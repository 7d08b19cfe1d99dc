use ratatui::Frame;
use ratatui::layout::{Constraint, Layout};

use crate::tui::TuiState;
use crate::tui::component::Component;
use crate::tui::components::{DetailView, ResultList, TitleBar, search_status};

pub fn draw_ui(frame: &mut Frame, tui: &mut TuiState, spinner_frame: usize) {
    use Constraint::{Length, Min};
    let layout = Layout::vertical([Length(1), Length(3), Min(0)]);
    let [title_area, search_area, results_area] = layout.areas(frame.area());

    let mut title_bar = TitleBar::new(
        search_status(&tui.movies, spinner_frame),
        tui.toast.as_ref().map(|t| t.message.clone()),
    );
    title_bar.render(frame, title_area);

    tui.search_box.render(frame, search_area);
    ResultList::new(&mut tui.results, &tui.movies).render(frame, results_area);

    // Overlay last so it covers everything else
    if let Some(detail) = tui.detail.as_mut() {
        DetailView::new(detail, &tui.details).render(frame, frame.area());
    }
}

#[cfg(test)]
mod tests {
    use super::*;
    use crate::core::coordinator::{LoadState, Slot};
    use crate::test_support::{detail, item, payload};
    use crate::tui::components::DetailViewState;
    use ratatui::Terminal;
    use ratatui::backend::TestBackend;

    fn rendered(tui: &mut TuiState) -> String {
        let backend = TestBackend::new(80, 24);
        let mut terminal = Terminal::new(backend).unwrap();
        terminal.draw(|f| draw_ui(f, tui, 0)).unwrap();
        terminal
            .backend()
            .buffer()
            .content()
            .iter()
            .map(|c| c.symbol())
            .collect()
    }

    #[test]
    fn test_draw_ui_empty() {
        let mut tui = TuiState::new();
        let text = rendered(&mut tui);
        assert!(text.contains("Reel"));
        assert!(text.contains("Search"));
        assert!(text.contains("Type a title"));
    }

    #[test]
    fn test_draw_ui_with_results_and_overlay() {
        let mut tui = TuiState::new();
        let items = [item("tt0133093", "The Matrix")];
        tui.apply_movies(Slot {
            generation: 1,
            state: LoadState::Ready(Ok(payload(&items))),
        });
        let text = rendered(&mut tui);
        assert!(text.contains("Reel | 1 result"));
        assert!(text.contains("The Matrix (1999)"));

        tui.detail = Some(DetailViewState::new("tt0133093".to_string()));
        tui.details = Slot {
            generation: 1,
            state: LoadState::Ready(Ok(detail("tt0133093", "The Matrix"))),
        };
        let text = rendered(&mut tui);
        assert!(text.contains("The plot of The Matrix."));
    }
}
——
### What to work on
Restate every record above, exactly, in full.

### Output below
repository 7d08b19cfe1d99dc
use ratatui::Frame;
use ratatui::layout::{Constraint, Layout};

use crate::tui::TuiState;
use crate::tui::component::Component;
use crate::tui::components::{DetailView, ResultList, TitleBar, search_status};

pub fn draw_ui(frame: &mut Frame, tui: &mut TuiState, spinner_frame: usize) {
    use Constraint::{Length, Min};
    let layout = Layout::vertical([Length(1), Length(3), Min(0)]);
    let [title_area, search_area, results_area] = layout.areas(frame.area());

    let mut title_bar = TitleBar::new(
        search_status(&tui.movies, spinner_frame),
        tui.toast.as_ref().map(|t| t.message.clone()),
    );
    title_bar.render(frame, title_area);

    tui.search_box.render(frame, search_area);
    ResultList::new(&mut tui.results, &tui.movies).render(frame, results_area);

    // Overlay last so it covers everything else
    if let Some(detail) = tui.detail.as_mut() {
        DetailView::new(detail, &tui.details).render(frame, frame.area());
    }
}

#[cfg(test)]
mod tests {
    use super::*;
    use crate::core::coordinator::{LoadState, Slot};
    use crate::test_support::{detail, item, payload};
    use crate::tui::components::DetailViewState;
    use ratatui::Terminal;
    use ratatui::backend::TestBackend;

    fn rendered(tui: &mut TuiState) -> String {
        let backend = TestBackend::new(80, 24);
        let mut terminal = Terminal::new(backend).unwrap();
        terminal.draw(|f| draw_ui(f, tui, 0)).unwrap();
        terminal
            .backend()
            .buffer()
            .content()
            .iter()
            .map(|c| c.symbol())
            .collect()
    }

    #[test]
    fn test_draw_ui_empty() {
        let mut tui = TuiState::new();
        let text = rendered(&mut tui);
        assert!(text.contains("Reel"));
        assert!(text.contains("Search"));
        assert!(text.contains("Type a title"));
    }

    #[test]
    fn test_draw_ui_with_results_and_overlay() {
        let mut tui = TuiState::new();
        let items = [item("tt0133093", "The Matrix")];
        tui.apply_movies(Slot {
            generation: 1,
            state: LoadState::Ready(Ok(payload(&items))),
        });
        let text = rendered(&mut tui);
        assert!(text.contains("Reel | 1 result"));
        assert!(text.contains("The Matrix (1999)"));

        tui.detail = Some(DetailViewState::new("tt0133093".to_string()));
        tui.details = Slot {
            generation: 1,
            state: LoadState::Ready(Ok(detail("tt0133093", "The Matrix"))),
        };
        let text = rendered(&mut tui);
        assert!(text.contains("The plot of The Matrix."));
    }
}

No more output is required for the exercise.